● **EXERCISE OBJECTIVE**: Repeat all entries exactly.

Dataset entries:
------------------------------------------------------------

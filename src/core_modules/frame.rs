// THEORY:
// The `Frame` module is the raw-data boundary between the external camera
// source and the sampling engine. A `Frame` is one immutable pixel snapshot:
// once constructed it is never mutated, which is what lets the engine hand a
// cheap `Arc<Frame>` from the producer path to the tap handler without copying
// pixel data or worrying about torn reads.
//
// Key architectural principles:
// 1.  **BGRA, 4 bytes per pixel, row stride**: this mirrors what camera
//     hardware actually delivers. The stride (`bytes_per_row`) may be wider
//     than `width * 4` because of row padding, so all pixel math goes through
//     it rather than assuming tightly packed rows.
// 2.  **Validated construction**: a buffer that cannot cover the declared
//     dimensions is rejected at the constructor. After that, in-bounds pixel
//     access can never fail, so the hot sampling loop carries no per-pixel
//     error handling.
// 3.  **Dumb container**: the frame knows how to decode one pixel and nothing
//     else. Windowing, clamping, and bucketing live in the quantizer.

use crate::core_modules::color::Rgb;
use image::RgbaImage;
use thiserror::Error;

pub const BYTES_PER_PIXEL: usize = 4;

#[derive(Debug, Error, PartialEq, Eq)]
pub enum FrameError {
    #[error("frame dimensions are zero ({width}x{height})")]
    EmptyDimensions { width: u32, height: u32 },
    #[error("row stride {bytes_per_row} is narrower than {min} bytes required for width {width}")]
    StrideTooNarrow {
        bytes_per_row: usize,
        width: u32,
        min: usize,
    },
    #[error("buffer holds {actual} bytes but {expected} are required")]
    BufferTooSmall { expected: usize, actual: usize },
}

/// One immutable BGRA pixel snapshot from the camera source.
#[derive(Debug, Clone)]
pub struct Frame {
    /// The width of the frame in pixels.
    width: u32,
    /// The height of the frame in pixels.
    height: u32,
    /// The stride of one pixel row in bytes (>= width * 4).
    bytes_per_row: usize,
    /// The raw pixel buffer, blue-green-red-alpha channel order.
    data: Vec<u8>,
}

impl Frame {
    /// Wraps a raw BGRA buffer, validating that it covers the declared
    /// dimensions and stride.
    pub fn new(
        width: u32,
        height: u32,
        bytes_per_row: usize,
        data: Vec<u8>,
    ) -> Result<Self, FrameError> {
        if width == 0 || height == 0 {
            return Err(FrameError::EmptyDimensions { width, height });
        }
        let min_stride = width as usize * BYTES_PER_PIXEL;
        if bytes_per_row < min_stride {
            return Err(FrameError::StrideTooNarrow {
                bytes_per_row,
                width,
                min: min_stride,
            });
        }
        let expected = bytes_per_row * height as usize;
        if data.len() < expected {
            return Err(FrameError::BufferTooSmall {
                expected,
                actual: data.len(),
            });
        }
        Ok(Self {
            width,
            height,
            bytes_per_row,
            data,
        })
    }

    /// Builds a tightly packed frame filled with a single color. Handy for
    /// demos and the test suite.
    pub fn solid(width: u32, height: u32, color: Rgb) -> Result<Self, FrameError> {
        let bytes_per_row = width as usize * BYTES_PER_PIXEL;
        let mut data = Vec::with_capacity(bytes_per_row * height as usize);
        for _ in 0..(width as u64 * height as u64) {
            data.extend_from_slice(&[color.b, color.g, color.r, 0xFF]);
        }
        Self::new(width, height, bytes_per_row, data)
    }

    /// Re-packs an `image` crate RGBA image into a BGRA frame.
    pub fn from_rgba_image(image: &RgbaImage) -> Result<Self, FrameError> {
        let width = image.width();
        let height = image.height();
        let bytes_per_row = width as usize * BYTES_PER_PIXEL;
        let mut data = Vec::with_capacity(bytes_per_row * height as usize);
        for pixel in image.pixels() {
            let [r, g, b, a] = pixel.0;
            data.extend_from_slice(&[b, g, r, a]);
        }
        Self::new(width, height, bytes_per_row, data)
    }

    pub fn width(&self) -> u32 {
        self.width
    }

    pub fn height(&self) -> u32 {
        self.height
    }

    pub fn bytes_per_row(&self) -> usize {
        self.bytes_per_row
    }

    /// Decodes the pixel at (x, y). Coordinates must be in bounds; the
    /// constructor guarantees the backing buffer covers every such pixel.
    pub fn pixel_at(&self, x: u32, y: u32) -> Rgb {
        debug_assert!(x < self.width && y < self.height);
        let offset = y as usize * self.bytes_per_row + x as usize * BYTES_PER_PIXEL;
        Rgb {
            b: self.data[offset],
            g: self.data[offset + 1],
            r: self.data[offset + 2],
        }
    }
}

------------------------------------------------------------

● **SOLUTION TO THE EXERCISE**:
filename src/core_modules/frame.rs
// THEORY:
// The `Frame` module is the raw-data boundary between the external camera
// source and the sampling engine. A `Frame` is one immutable pixel snapshot:
// once constructed it is never mutated, which is what lets the engine hand a
// cheap `Arc<Frame>` from the producer path to the tap handler without copying
// pixel data or worrying about torn reads.
//
// Key architectural principles:
// 1.  **BGRA, 4 bytes per pixel, row stride**: this mirrors what camera
//     hardware actually delivers. The stride (`bytes_per_row`) may be wider
//     than `width * 4` because of row padding, so all pixel math goes through
//     it rather than assuming tightly packed rows.
// 2.  **Validated construction**: a buffer that cannot cover the declared
//     dimensions is rejected at the constructor. After that, in-bounds pixel
//     access can never fail, so the hot sampling loop carries no per-pixel
//     error handling.
// 3.  **Dumb container**: the frame knows how to decode one pixel and nothing
//     else. Windowing, clamping, and bucketing live in the quantizer.

use crate::core_modules::color::Rgb;
use image::RgbaImage;
use thiserror::Error;

pub const BYTES_PER_PIXEL: usize = 4;

#[derive(Debug, Error, PartialEq, Eq)]
pub enum FrameError {
    #[error("frame dimensions are zero ({width}x{height})")]
    EmptyDimensions { width: u32, height: u32 },
    #[error("row stride {bytes_per_row} is narrower than {min} bytes required for width {width}")]
    StrideTooNarrow {
        bytes_per_row: usize,
        width: u32,
        min: usize,
    },
    #[error("buffer holds {actual} bytes but {expected} are required")]
    BufferTooSmall { expected: usize, actual: usize },
}

/// One immutable BGRA pixel snapshot from the camera source.
#[derive(Debug, Clone)]
pub struct Frame {
    /// The width of the frame in pixels.
    width: u32,
    /// The height of the frame in pixels.
    height: u32,
    /// The stride of one pixel row in bytes (>= width * 4).
    bytes_per_row: usize,
    /// The raw pixel buffer, blue-green-red-alpha channel order.
    data: Vec<u8>,
}

impl Frame {
    /// Wraps a raw BGRA buffer, validating that it covers the declared
    /// dimensions and stride.
    pub fn new(
        width: u32,
        height: u32,
        bytes_per_row: usize,
        data: Vec<u8>,
    ) -> Result<Self, FrameError> {
        if width == 0 || height == 0 {
            return Err(FrameError::EmptyDimensions { width, height });
        }
        let min_stride = width as usize * BYTES_PER_PIXEL;
        if bytes_per_row < min_stride {
            return Err(FrameError::StrideTooNarrow {
                bytes_per_row,
                width,
                min: min_stride,
            });
        }
        let expected = bytes_per_row * height as usize;
        if data.len() < expected {
            return Err(FrameError::BufferTooSmall {
                expected,
                actual: data.len(),
            });
        }
        Ok(Self {
            width,
            height,
            bytes_per_row,
            data,
        })
    }

    /// Builds a tightly packed frame filled with a single color. Handy for
    /// demos and the test suite.
    pub fn solid(width: u32, height: u32, color: Rgb) -> Result<Self, FrameError> {
        let bytes_per_row = width as usize * BYTES_PER_PIXEL;
        let mut data = Vec::with_capacity(bytes_per_row * height as usize);
        for _ in 0..(width as u64 * height as u64) {
            data.extend_from_slice(&[color.b, color.g, color.r, 0xFF]);
        }
        Self::new(width, height, bytes_per_row, data)
    }

    /// Re-packs an `image` crate RGBA image into a BGRA frame.
    pub fn from_rgba_image(image: &RgbaImage) -> Result<Self, FrameError> {
        let width = image.width();
        let height = image.height();
        let bytes_per_row = width as usize * BYTES_PER_PIXEL;
        let mut data = Vec::with_capacity(bytes_per_row * height as usize);
        for pixel in image.pixels() {
            let [r, g, b, a] = pixel.0;
            data.extend_from_slice(&[b, g, r, a]);
        }
        Self::new(width, height, bytes_per_row, data)
    }

    pub fn width(&self) -> u32 {
        self.width
    }

    pub fn height(&self) -> u32 {
        self.height
    }

    pub fn bytes_per_row(&self) -> usize {
        self.bytes_per_row
    }

    /// Decodes the pixel at (x, y). Coordinates must be in bounds; the
    /// constructor guarantees the backing buffer covers every such pixel.
    pub fn pixel_at(&self, x: u32, y: u32) -> Rgb {
        debug_assert!(x < self.width && y < self.height);
        let offset = y as usize * self.bytes_per_row + x as usize * BYTES_PER_PIXEL;
        Rgb {
            b: self.data[offset],
            g: self.data[offset + 1],
            r: self.data[offset + 2],
        }
    }
}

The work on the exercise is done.